AI/ML Seminar Series

Standard

Weekly Seminar in AI & Machine Learning
Sponsored by Cylance

Apr 8
No Seminar

Apr 15
Bren Hall 4011
1 pm
Daeyun Shin
PhD Candidate
Dept of Computer Science
UC Irvine

In this presentation, I will present our approach to the problem of automatically reconstructing a complete 3D model of a scene from a single RGB image. This challenging task requires inferring the shape of both visible and occluded surfaces. Our approach utilizes viewer-centered, multi-layer representation of scene geometry adapted from recent methods for single object shape completion. To improve the accuracy of view-centered representations for complex scenes, we introduce a novel “Epipolar Feature Transformer” that transfers convolutional network features from an input view to other virtual camera viewpoints, and thus better covers the 3D scene geometry. Unlike existing approaches that first detect and localize objects in 3D, and then infer object shape using category-specific models, our approach is fully convolutional, end-to-end differentiable, and avoids the resolution and memory limitations of voxel representations. We demonstrate the advantages of multi-layer depth representations and epipolar feature transformers on the reconstruction of a large database of indoor scenes.
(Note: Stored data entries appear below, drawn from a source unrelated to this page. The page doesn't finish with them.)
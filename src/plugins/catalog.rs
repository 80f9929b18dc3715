//! Compiled-in plugin factories, keyed by discovered name.

use std::any::Any;
use std::collections::HashMap;
use std::fmt;
use std::sync::Arc;

use super::{Module, PluginError, PluginKind, Service};
use crate::registry::ServiceRegistry;

/// Builds a service. Receives the services already loaded, which include
/// every declared dependency that loaded successfully.
pub type ServiceFactory =
    Arc<dyn Fn(&ServiceRegistry) -> Result<Arc<dyn Service>, PluginError> + Send + Sync>;
/// Builds a module. Receives the full service registry.
pub type ModuleFactory =
    Arc<dyn Fn(&ServiceRegistry) -> Result<Box<dyn Module>, PluginError> + Send + Sync>;

/// Maps plugin names to constructors. A discovered name without an entry
/// here fails to load; the rest of the stage carries on.
#[derive(Clone, Default)]
pub struct PluginCatalog {
    services: HashMap<String, ServiceFactory>,
    modules: HashMap<String, ModuleFactory>,
}

impl PluginCatalog {
    /// Create a new empty catalog.
    pub fn new() -> Self {
        Self::default()
    }

    /// Register a service factory under `name`.
    pub fn service<F>(mut self, name: impl Into<String>, factory: F) -> Self
    where
        F: Fn(&ServiceRegistry) -> Result<Arc<dyn Service>, PluginError> + Send + Sync + 'static,
    {
        self.services.insert(name.into(), Arc::new(factory));
        self
    }

    /// The same instance is handed out on every load.
    pub fn service_instance(self, name: impl Into<String>, instance: Arc<dyn Service>) -> Self {
        self.service(name, move |_| Ok(Arc::clone(&instance)))
    }

    /// Register `S::default()` under `name`.
    pub fn service_default<S>(self, name: impl Into<String>) -> Self
    where
        S: Service + Default,
    {
        self.service(name, |_| Ok(Arc::new(S::default()) as Arc<dyn Service>))
    }

    /// Register a module factory under `name`.
    pub fn module<F>(mut self, name: impl Into<String>, factory: F) -> Self
    where
        F: Fn(&ServiceRegistry) -> Result<Box<dyn Module>, PluginError> + Send + Sync + 'static,
    {
        self.modules.insert(name.into(), Arc::new(factory));
        self
    }

    /// Register `M::default()` under `name`.
    pub fn module_default<M>(self, name: impl Into<String>) -> Self
    where
        M: Module + Default + 'static,
    {
        self.module(name, |_| Ok(Box::new(M::default()) as Box<dyn Module>))
    }

    /// In-place form of [`service_instance`](Self::service_instance).
    pub fn register_service_instance(&mut self, name: impl Into<String>, instance: Arc<dyn Service>) {
        self.services
            .insert(name.into(), Arc::new(move |_: &ServiceRegistry| Ok(Arc::clone(&instance))));
    }

    /// Get the factory registered for service `name`.
    pub fn service_factory(&self, name: &str) -> Option<&ServiceFactory> {
        self.services.get(name)
    }

    /// Get the factory registered for module `name`.
    pub fn module_factory(&self, name: &str) -> Option<&ModuleFactory> {
        self.modules.get(name)
    }

    /// Whether a factory of `kind` is registered under `name`.
    pub fn contains(&self, kind: PluginKind, name: &str) -> bool {
        match kind {
            PluginKind::Service => self.services.contains_key(name),
            PluginKind::Module => self.modules.contains_key(name),
        }
    }

    /// Registered names of `kind`, sorted.
    pub fn names(&self, kind: PluginKind) -> Vec<&str> {
        let mut names: Vec<&str> = match kind {
            PluginKind::Service => self.services.keys().map(String::as_str).collect(),
            PluginKind::Module => self.modules.keys().map(String::as_str).collect(),
        };
        names.sort_unstable();
        names
    }

    /// Runs a service factory, turning a panic into an error.
    pub(crate) fn instantiate_service(
        &self,
        name: &str,
        registry: &ServiceRegistry,
    ) -> Result<Arc<dyn Service>, PluginError> {
        let factory = self
            .service_factory(name)
            .ok_or_else(|| PluginError::MissingFactory {
                kind: PluginKind::Service,
                name: name.to_string(),
            })?;
        guard(PluginKind::Service, name, || factory(registry))
    }

    pub(crate) fn instantiate_module(
        &self,
        name: &str,
        registry: &ServiceRegistry,
    ) -> Result<Box<dyn Module>, PluginError> {
        let factory = self
            .module_factory(name)
            .ok_or_else(|| PluginError::MissingFactory {
                kind: PluginKind::Module,
                name: name.to_string(),
            })?;
        guard(PluginKind::Module, name, || factory(registry))
    }
}

fn guard<T>(
    kind: PluginKind,
    name: &str,
    f: impl FnOnce() -> Result<T, PluginError>,
) -> Result<T, PluginError> {
    std::panic::catch_unwind(std::panic::AssertUnwindSafe(f)).unwrap_or_else(
        |payload: Box<dyn Any + Send>| {
            Err(PluginError::instantiate(
                kind,
                name,
                super::error::panic_message(payload.as_ref()),
            ))
        },
    )
}

impl fmt::Debug for PluginCatalog {
    fn fmt(&self, f: &mut fmt::Formatter<'_>) -> fmt::Result {
        f.debug_struct("PluginCatalog")
            .field("services", &self.names(PluginKind::Service))
            .field("modules", &self.names(PluginKind::Module))
            .finish()
    }
}

#[cfg(test)]
mod tests {
    use super::*;
    use async_trait::async_trait;

    #[derive(Default)]
    struct Theme;

    #[async_trait]
    impl Service for Theme {
        fn as_any(&self) -> &dyn Any {
            self
        }
    }

    #[derive(Default)]
    struct Home;
    impl Module for Home {}

    #[test]
    fn test_lookup_by_kind() {
        let catalog = PluginCatalog::new()
            .service_default::<Theme>("theme")
            .module_default::<Home>("home");

        assert!(catalog.contains(PluginKind::Service, "theme"));
        assert!(!catalog.contains(PluginKind::Module, "theme"));
        assert!(catalog.contains(PluginKind::Module, "home"));
        assert_eq!(catalog.names(PluginKind::Service), vec!["theme"]);
    }

    #[test]
    fn test_missing_factory() {
        let catalog = PluginCatalog::new();
        let err = catalog.instantiate_service("api", &ServiceRegistry::new()).err().unwrap();
        assert!(matches!(err, PluginError::MissingFactory { kind: PluginKind::Service, .. }));
    }

    #[test]
    fn test_factory_panic_becomes_error() {
        let catalog = PluginCatalog::new().module("broken", |_| panic!("template engine exploded"));
        let registry = ServiceRegistry::new();
        let err = catalog.instantiate_module("broken", &registry).err().unwrap();
        match err {
            PluginError::Instantiate { name, message, .. } => {
                assert_eq!(name, "broken");
                assert!(message.contains("template engine exploded"));
            }
            other => panic!("unexpected error: {other}"),
        }
    }

    #[test]
    fn test_service_instance_is_shared() {
        let shared: Arc<dyn Service> = Arc::new(Theme);
        let catalog = PluginCatalog::new().service_instance("theme", Arc::clone(&shared));
        let registry = ServiceRegistry::new();
        let a = catalog.instantiate_service("theme", &registry).unwrap();
        let b = catalog.instantiate_service("theme", &registry).unwrap();
        assert!(Arc::ptr_eq(&a, &b));
    }
}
Project page: https://www.ics.uci.edu/~daeyuns/layered-epipolar-cnn/

Apr 22
Bren Hall 4011
1 pm
Mike Pritchard
Assistant Professor
Dept. of Earth System Sciences
University of California, Irvine

I will discuss machine-learning emulation of O(100M) cloud-resolving simulations of moist turbulence for use in multi-scale global climate simulation. First, I will present encouraging results from pilot tests on an idealized ocean-world, in which a fully connected deep neural network (DNN) is found to be capable of emulating explicit subgrid vertical heat and vapor transports across a globally diverse population of convective regimes. Next, I will demonstrate that O(10k) instances of the DNN emulator spanning the world are able to feed back realistically with a prognostic global host atmospheric model, producing viable ML-powered climate simulations that exhibit realistic space-time variability for convectively coupled weather dynamics and even some limited out-of-sample generalizability to new climate states beyond the training data’s boundaries. I will then discuss a new prototype of the neural network under development that includes the ability to enforce multiple physical constraints within the DNN optimization process, which exhibits potential for further generalizability. Finally, I will conclude with some discussion of the unsolved technical issues and interesting philosophical tensions being raised in the climate modeling community by this disruptive but promising approach for next-generation global simulation.
Apr 29
Bren Hall 4011
1 pm
Nick Gallo
PhD Candidate
Department of Computer Science
University of California, Irvine

Large problems with repetitive sub-structure arise in many domains such as social network analysis, collective classification, and database entity resolution. In these instances, individual data is augmented with a small set of rules that uniformly govern the relationship among groups of objects (for example: “the friend of my friend is probably my friend” in a social network). Uncertainty is captured by a probabilistic graphical model structure. While theoretically sound, standard reasoning techniques cannot be applied due to the massive size of the network (often millions of random variable and trillions of factors). Previous work on lifted inference efficiently exploits symmetric structure in graphical models, but breaks down in the presence of unique individual data (contained in all real-world problems). Current methods to address this problem are largely heuristic. In this presentation we describe a coarse to fine approximate inference framework that initially treats all individuals identically, gradually relaxing this restriction to finer sub-groups. This produces a sequence of inference objective bounds of monotonically increasing cost and accuracy. We then discuss our work on incorporating high-order inference terms (over large subsets of variables) into lifted inference and ongoing challenges in this area.